Goal of the exercise: When the line with "vec4 v0 = gl_Color;\n\" appears below, start repeating lines exactly, and keep going through the line with "let mut program"; add nothing outside that span.

Given data:
---
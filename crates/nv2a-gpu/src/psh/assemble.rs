//! Shader assembly
//!
//! Runs the combiner emitters over a decoded [`ShaderProgram`] and stitches
//! the uniform preamble, local declarations and statements into one GLSL
//! fragment shader.

use super::combiner::{emit_final_combiner, emit_stages};
use super::context::{ConstantSlot, TranslatorContext};
use super::text::ShaderWriter;
use super::types::*;
use nv2a_core::config::ShaderConfig;
use nv2a_core::error::{PshError, Result};

/// Sampler bound to a texture unit
#[derive(Debug, Clone, Copy, PartialEq, Eq, Hash)]
pub struct SamplerBinding {
    pub unit: usize,
    pub sampler: SamplerType,
}

impl SamplerBinding {
    /// Uniform name of the sampler
    pub fn name(&self) -> String {
        format!("texSamp{}", self.unit)
    }
}

/// Translated shader with the resources it reads
#[derive(Debug, Clone, PartialEq, Eq)]
pub struct TranslatedShader {
    /// GLSL source
    pub source: String,
    /// Constant uniforms in declaration order
    pub constants: Vec<ConstantSlot>,
    /// Sampler uniforms in unit order
    pub samplers: Vec<SamplerBinding>,
    /// Temporaries in declaration order
    pub temporaries: Vec<String>,
}

/// How a texture unit produces its `t<n>` value
enum TextureFetch {
    Sampled(SamplerType),
    Passthru,
}

fn texture_fetch(program: &ShaderProgram, unit: usize) -> Result<Option<TextureFetch>> {
    let raw = program.tex_modes[unit];
    let mode = TextureMode::from_raw(raw).ok_or(PshError::InvalidTextureMode { mode: raw, unit })?;

    let fetch = match mode {
        TextureMode::None => return Ok(None),
        TextureMode::Project2D if program.rect_tex[unit] => {
            TextureFetch::Sampled(SamplerType::Sampler2DRect)
        }
        TextureMode::Project2D => TextureFetch::Sampled(SamplerType::Sampler2D),
        TextureMode::Project3D => TextureFetch::Sampled(SamplerType::Sampler3D),
        TextureMode::Cubemap => TextureFetch::Sampled(SamplerType::SamplerCube),
        TextureMode::Passthru => TextureFetch::Passthru,
        _ => return Err(PshError::UnsupportedTextureMode { mode: raw, unit }),
    };
    Ok(Some(fetch))
}

/// Translate a decoded program into GLSL
pub fn assemble(program: &ShaderProgram, config: &ShaderConfig) -> Result<TranslatedShader> {
    let mut preamble = ShaderWriter::new();
    let mut locals = ShaderWriter::new();
    let mut samplers = Vec::new();

    locals.line_str("vec4 v0 = gl_Color;");
    locals.line_str("vec4 v1 = gl_SecondaryColor;");
    locals.line_str("float fog = gl_FogFragCoord;");

    for unit in 0..TEXTURE_UNITS {
        match texture_fetch(program, unit)? {
            None => {}
            Some(TextureFetch::Passthru) => {
                locals.line(format_args!("vec4 t{};", unit));
            }
            Some(TextureFetch::Sampled(sampler)) => {
                let binding = SamplerBinding { unit, sampler };
                locals.line(format_args!(
                    "vec4 t{} = {}({}, gl_TexCoord[{}].{});",
                    unit,
                    sampler.fetch_function(),
                    binding.name(),
                    unit,
                    sampler.coord_swizzle()
                ));
                preamble.line(format_args!("uniform {} {};", sampler.glsl_type(), binding.name()));
                samplers.push(binding);
            }
        }
    }

    let mut ctx = TranslatorContext::new(program.flags);
    emit_stages(&mut ctx, program)?;
    emit_final_combiner(&mut ctx, &program.final_combiner)?;
    // The epilogue always reads r0
    ctx.add_var_ref("r0");

    for name in &ctx.var_refs {
        locals.line(format_args!("vec4 {};", name));
        if name == "r0" {
            if program.texture_active(0) {
                locals.line_str("r0.a = t0.a;");
            } else {
                locals.line_str("r0.a = 1.0;");
            }
        }
    }

    for slot in &ctx.const_refs {
        preamble.line(format_args!("uniform vec4 {};", slot));
    }

    let code = ctx.code.into_string();
    let mut source = String::with_capacity(
        preamble.len() + locals.len() + code.len() + config.output_variable.len() + 32,
    );
    if let Some(version) = config.glsl_version {
        source.push_str(&format!("#version {}\n", version));
    }
    source.push_str(preamble.as_str());
    source.push_str("void main() {\n");
    source.push_str(locals.as_str());
    source.push_str(&code);
    source.push_str(&format!("{} = r0;\n", config.output_variable));
    source.push_str("}\n");

    Ok(TranslatedShader {
        source,
        constants: ctx.const_refs.into_vec(),
        samplers,
        temporaries: ctx.var_refs.into_vec(),
    })
}

#[cfg(test)]
mod tests {
    use super::*;

    fn program_with_modes(tex_modes: [u8; TEXTURE_UNITS]) -> ShaderProgram {
        ShaderProgram {
            tex_modes,
            ..Default::default()
        }
    }

    #[test]
    fn test_empty_program() {
        let shader = assemble(&ShaderProgram::default(), &ShaderConfig::default()).unwrap();
        assert_eq!(
            shader.source,
            "void main() {\n\
             vec4 v0 = gl_Color;\n\
             vec4 v1 = gl_SecondaryColor;\n\
             float fog = gl_FogFragCoord;\n\
             vec4 r0;\n\
             r0.a = 1.0;\n\
             gl_FragColor = r0;\n\
             }\n"
        );
        assert!(shader.constants.is_empty());
        assert!(shader.samplers.is_empty());
        assert_eq!(shader.temporaries, ["r0"]);
    }

    #[test]
    fn test_epilogue_r0_declared_after_other_temporaries() {
        // a = R1, b = ONE; ab -> R1
        let mut rgb_input = StageInputs::default();
        rgb_input.a.reg = PsRegister::R1 as u8;
        rgb_input.b.mapping = InputMapping::UnsignedInvert;
        let mut rgb_output = CombinerOutput::default();
        rgb_output.ab = PsRegister::R1 as u8;

        let program = ShaderProgram {
            stage_count: 1,
            stages: vec![CombinerStage {
                rgb_input,
                rgb_output,
                ..Default::default()
            }],
            tex_modes: [0x1, 0, 0, 0],
            ..Default::default()
        };
        let shader = assemble(&program, &ShaderConfig::default()).unwrap();
        assert_eq!(shader.temporaries, ["r1", "r0"]);
        assert_eq!(shader.source.matches("vec4 r0;").count(), 1);
        assert!(shader.source.contains("vec4 r1;\nvec4 r0;\nr0.a = t0.a;\n"));
    }

    #[test]
    fn test_texture_units() {
        let mut program = program_with_modes([0x1, 0x2, 0x3, 0x4]);
        program.rect_tex = [true, true, true, true];
        let shader = assemble(&program, &ShaderConfig::default()).unwrap();

        assert!(shader.source.starts_with(
            "uniform sampler2DRect texSamp0;\n\
             uniform sampler3D texSamp1;\n\
             uniform samplerCube texSamp2;\n\
             void main() {\n"
        ));
        assert!(shader
            .source
            .contains("vec4 t0 = texture2DRect(texSamp0, gl_TexCoord[0].xy);\n"));
        assert!(shader
            .source
            .contains("vec4 t1 = texture3D(texSamp1, gl_TexCoord[1].xyz);\n"));
        assert!(shader
            .source
            .contains("vec4 t2 = textureCube(texSamp2, gl_TexCoord[2].xyz);\n"));
        assert!(shader.source.contains("vec4 t3;\n"));
        assert!(!shader.source.contains("texSamp3"));

        let units: Vec<usize> = shader.samplers.iter().map(|s| s.unit).collect();
        assert_eq!(units, [0, 1, 2]);
    }

    #[test]
    fn test_unsupported_texture_modes() {
        let err = assemble(&program_with_modes([0, 0, 0x06, 0]), &ShaderConfig::default())
            .unwrap_err();
        assert_eq!(err, PshError::UnsupportedTextureMode { mode: 0x06, unit: 2 });

        let err = assemble(&program_with_modes([0x13, 0, 0, 0]), &ShaderConfig::default())
            .unwrap_err();
        assert_eq!(err, PshError::InvalidTextureMode { mode: 0x13, unit: 0 });
    }

    #[test]
    fn test_version_and_output_variable() {
        let config = ShaderConfig {
            glsl_version: Some(120),
            output_variable: "fragColor".to_string(),
        };
        let shader = assemble(&ShaderProgram::default(), &config).unwrap();
        assert!(shader.source.starts_with("#version 120\nvoid main() {\n"));
        assert!(shader.source.ends_with("fragColor = r0;\n}\n"));
    }
}
//! Register combiner word decoder
//!
//! Turns the packed combiner registers into [`ShaderProgram`] descriptors.
//! Decoding never fails: every bit pattern maps to some descriptor, and
//! reserved values are rejected later when the shader is emitted.

use super::types::*;

/// Register combiner decoder
pub struct PshDecoder;

impl PshDecoder {
    /// Decode a single input byte
    pub fn decode_input(value: u8) -> InputInfo {
        InputInfo {
            reg: value & 0xF,
            chan: PsChannel::from((value >> 4) & 0x1),
            mapping: InputMapping::from((value >> 5) & 0x7),
        }
    }

    /// Decode the four inputs packed into a combiner input word
    ///
    /// The hardware packs D in the low byte and A in the high byte.
    pub fn decode_stage_inputs(value: u32) -> StageInputs {
        StageInputs {
            a: Self::decode_input((value >> 24) as u8),
            b: Self::decode_input((value >> 16) as u8),
            c: Self::decode_input((value >> 8) as u8),
            d: Self::decode_input(value as u8),
        }
    }

    /// Decode a combiner output word
    pub fn decode_stage_output(value: u32) -> CombinerOutput {
        let flags = CombinerOutputFlags::from_bits_truncate((value >> 12) & 0xFF);

        CombinerOutput {
            cd: (value & 0xF) as u8,
            ab: ((value >> 4) & 0xF) as u8,
            muxsum: ((value >> 8) & 0xF) as u8,
            cd_op: if flags.contains(CombinerOutputFlags::CD_DOT_PRODUCT) {
                ProductOp::DotProduct
            } else {
                ProductOp::Multiply
            },
            ab_op: if flags.contains(CombinerOutputFlags::AB_DOT_PRODUCT) {
                ProductOp::DotProduct
            } else {
                ProductOp::Multiply
            },
            muxsum_op: if flags.contains(CombinerOutputFlags::AB_CD_MUX) {
                MuxSumOp::Mux
            } else {
                MuxSumOp::Sum
            },
            mapping: ((flags & CombinerOutputFlags::MAPPING).bits() >> 3) as u8,
            cd_blue_to_alpha: flags.contains(CombinerOutputFlags::CD_BLUE_TO_ALPHA),
            ab_blue_to_alpha: flags.contains(CombinerOutputFlags::AB_BLUE_TO_ALPHA),
        }
    }

    /// Decode the final combiner words
    ///
    /// The second word carries E, F and G in its upper three bytes and the
    /// settings in the low byte. The combiner is disabled when both words
    /// are zero.
    pub fn decode_final_combiner(value0: u32, value1: u32) -> FinalCombiner {
        let enabled = value0 != 0 || value1 != 0;
        if !enabled {
            return FinalCombiner::default();
        }

        let abcd = Self::decode_stage_inputs(value0);
        let efg = Self::decode_stage_inputs(value1);

        FinalCombiner {
            a: abcd.a,
            b: abcd.b,
            c: abcd.c,
            d: abcd.d,
            e: efg.a,
            f: efg.b,
            g: efg.c,
            settings: FinalCombinerSettings::from_bits_truncate(value1 as u8),
            enabled,
        }
    }

    /// Decode the complete combiner register state
    pub fn decode_program(regs: &CombinerRegisters) -> ShaderProgram {
        let stage_count = (regs.combiner_control & 0xFF) as u8;
        let flags = CombinerCountFlags::from_bits_truncate(regs.combiner_control >> 8);

        let stages = (0..(stage_count as usize).min(MAX_COMBINER_STAGES))
            .map(|i| CombinerStage {
                rgb_input: Self::decode_stage_inputs(regs.rgb_inputs[i]),
                rgb_output: Self::decode_stage_output(regs.rgb_outputs[i]),
                alpha_input: Self::decode_stage_inputs(regs.alpha_inputs[i]),
                alpha_output: Self::decode_stage_output(regs.alpha_outputs[i]),
            })
            .collect();

        let mut tex_modes = [0u8; TEXTURE_UNITS];
        for (unit, mode) in tex_modes.iter_mut().enumerate() {
            *mode = ((regs.shader_stage_program >> (unit * 5)) & 0x1F) as u8;
        }

        ShaderProgram {
            stage_count,
            stages,
            final_combiner: Self::decode_final_combiner(regs.final_inputs_0, regs.final_inputs_1),
            flags,
            tex_modes,
            rect_tex: regs.rect_tex,
            input_texture: Self::decode_input_texture(regs.other_stage_input),
        }
    }

    /// Decode which texture unit each dependent texture stage reads
    ///
    /// Unit 0 has no input and unit 1 always reads unit 0.
    pub fn decode_input_texture(other_stage_input: u32) -> [Option<u8>; TEXTURE_UNITS] {
        [
            None,
            Some(0),
            Some(((other_stage_input >> 16) & 0xF) as u8),
            Some(((other_stage_input >> 20) & 0xF) as u8),
        ]
    }
}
---
Exercise response:
             vec4 v0 = gl_Color;\n\
             vec4 v1 = gl_SecondaryColor;\n\
             float fog = gl_FogFragCoord;\n\
             vec4 r0;\n\
             r0.a = 1.0;\n\
             gl_FragColor = r0;\n\
             }\n"
        );
        assert!(shader.constants.is_empty());
        assert!(shader.samplers.is_empty());
        assert_eq!(shader.temporaries, ["r0"]);
    }

    #[test]
    fn test_epilogue_r0_declared_after_other_temporaries() {
        // a = R1, b = ONE; ab -> R1
        let mut rgb_input = StageInputs::default();
        rgb_input.a.reg = PsRegister::R1 as u8;
        rgb_input.b.mapping = InputMapping::UnsignedInvert;
        let mut rgb_output = CombinerOutput::default();
        rgb_output.ab = PsRegister::R1 as u8;

        let program = ShaderProgram {
            stage_count: 1,
            stages: vec![CombinerStage {
                rgb_input,
                rgb_output,
                ..Default::default()
            }],
            tex_modes: [0x1, 0, 0, 0],
            ..Default::default()
        };
        let shader = assemble(&program, &ShaderConfig::default()).unwrap();
        assert_eq!(shader.temporaries, ["r1", "r0"]);
        assert_eq!(shader.source.matches("vec4 r0;").count(), 1);
        assert!(shader.source.contains("vec4 r1;\nvec4 r0;\nr0.a = t0.a;\n"));
    }

    #[test]
    fn test_texture_units() {
        let mut program = program_with_modes([0x1, 0x2, 0x3, 0x4]);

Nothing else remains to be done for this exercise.